[Date Prev][Date Next][Thread Prev][Thread Next][Date Index][Thread Index]
[bug-gawk] Function argument corruption in 4.2.0
From: |
Eric Pruitt |
Subject: |
[bug-gawk] Function argument corruption in 4.2.0 |
Date: |
Sun, 12 Nov 2017 11:55:11 -0800 |
User-agent: |
NeoMutt/20170113 (1.7.2) |
I've run into a problem with GAWK 4.2.0 where a function argument gets
corrupted. Here's an example showing the output in 4.2.0 compared to
4.1.4:
mdlint$ gawk --version | head -n1 && gawk -We mdlint test.in -v -r
label_exists_for_destination
GNU Awk 4.2.0 (GNU MPFR 3.1.5, GNU MP 6.1.2)
52: the URI
"آ|address@hidden@address@hidden@address@hidden|address@hidden@address@hidden@address@hidden"

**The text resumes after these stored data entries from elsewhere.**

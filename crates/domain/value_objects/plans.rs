use serde::Serialize;

use crate::domain::value_objects::enums::plans::Plan;

/// Pricing and quota attached to one plan. The catalog is fixed at compile
/// time; changing a tier means shipping a new build, which is intentional.
#[derive(Debug, Clone, Copy, PartialEq, Eq)]
pub struct PlanMeta {
    pub plan: Plan,
    pub label: &'static str,
    pub description: &'static str,
    /// Price in minor currency units for one 30-day period.
    pub price_minor: i32,
    /// `None` means unbounded.
    pub invoice_limit: Option<i64>,
}

pub const PLAN_CATALOG: [PlanMeta; 3] = [
    PlanMeta {
        plan: Plan::Free,
        label: "Free",
        description: "Get started with up to 5 invoices",
        price_minor: 0,
        invoice_limit: Some(5),
    },
    PlanMeta {
        plan: Plan::Basic,
        label: "Basic",
        description: "Up to 50 invoices for small businesses",
        price_minor: 50_000,
        invoice_limit: Some(50),
    },
    PlanMeta {
        plan: Plan::Pro,
        label: "Pro",
        description: "Unlimited invoices and priority review",
        price_minor: 150_000,
        invoice_limit: None,
    },
];

impl Plan {
    pub fn meta(&self) -> &'static PlanMeta {
        match self {
            Plan::Free => &PLAN_CATALOG[0],
            Plan::Basic => &PLAN_CATALOG[1],
            Plan::Pro => &PLAN_CATALOG[2],
        }
    }

    pub fn price_minor(&self) -> i32 {
        self.meta().price_minor
    }

    pub fn invoice_limit(&self) -> Option<i64> {
        self.meta().invoice_limit
    }
}

#[derive(Debug, Serialize)]
pub struct PlanDto {
    pub id: Plan,
    pub label: String,
    pub description: String,
    pub price_minor: i32,
    pub invoice_limit: Option<i64>,
}

impl From<&PlanMeta> for PlanDto {
    fn from(value: &PlanMeta) -> Self {
        Self {
            id: value.plan,
            label: value.label.to_string(),
            description: value.description.to_string(),
            price_minor: value.price_minor,
            invoice_limit: value.invoice_limit,
        }
    }
}

#[cfg(test)]
mod tests {
    use super::*;

    #[test]
    fn catalog_entries_match_their_tier() {
        for meta in &PLAN_CATALOG {
            assert_eq!(meta.plan.meta(), meta);
        }
    }

    #[test]
    fn free_plan_is_unpaid_and_capped() {
        assert_eq!(Plan::Free.price_minor(), 0);
        assert_eq!(Plan::Free.invoice_limit(), Some(5));
    }

    #[test]
    fn paid_plans_have_prices() {
        assert_eq!(Plan::Basic.price_minor(), 50_000);
        assert_eq!(Plan::Basic.invoice_limit(), Some(50));
        assert_eq!(Plan::Pro.price_minor(), 150_000);
        assert_eq!(Plan::Pro.invoice_limit(), None);
    }

    #[test]
    fn plan_parsing_rejects_unknown_tier() {
        assert_eq!(Plan::from_str("basic"), Some(Plan::Basic));
        assert_eq!(Plan::from_str("enterprise"), None);
        assert_eq!(Plan::from_str(""), None);
    }
}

points to the same place as the link reference labeled
"label_exists_for_destination"
(1)
mdlint$ /usr/bin/gawk --version | head -n1 && /usr/bin/gawk -We mdlint
test.in -v -r label_exists_for_destination
GNU Awk 4.1.4, API: 1.1 (GNU MPFR 3.1.5, GNU MP 6.1.2)
52: the URI "//#label_exists_for_destination" points to the same place as
the link reference labeled "label_exists_for_destination"
(1)
mdlint$
In addition to 4.1.4, the script also works correctly on mawk 1.3.3,
original-awk (https://packages.debian.org/stretch/original-awk) and
BusyBox AWK v1.22.1. I've observed the corruption building against glibc
and musl libc. Unfortunately I haven't been able to create a simplified
test case or figure out which commit introduced the issue using "git
bisect run", and the mdlint script is ~800 SLOC without the function
documentation comments and ~1500 SLOC with them. I am happy to provide a
copy of the mdlint script and the test case data if someone is willing
to dig into the code. It depends on the cmark binary
(https://github.com/commonmark/cmark), but that could be mocked out
easily enough with something like "cat $OUTPUT_OF_CMARK". For now, here
are two snippets of code surrounding this issue:
1170 md_link_definitions[label] = n
1171 $0 = substr(line, RSTART + RLENGTH + 1)
1172
1173 if ($1 in uris) {
1174 link_destination_duplicate(n, label, $1, uris[$1])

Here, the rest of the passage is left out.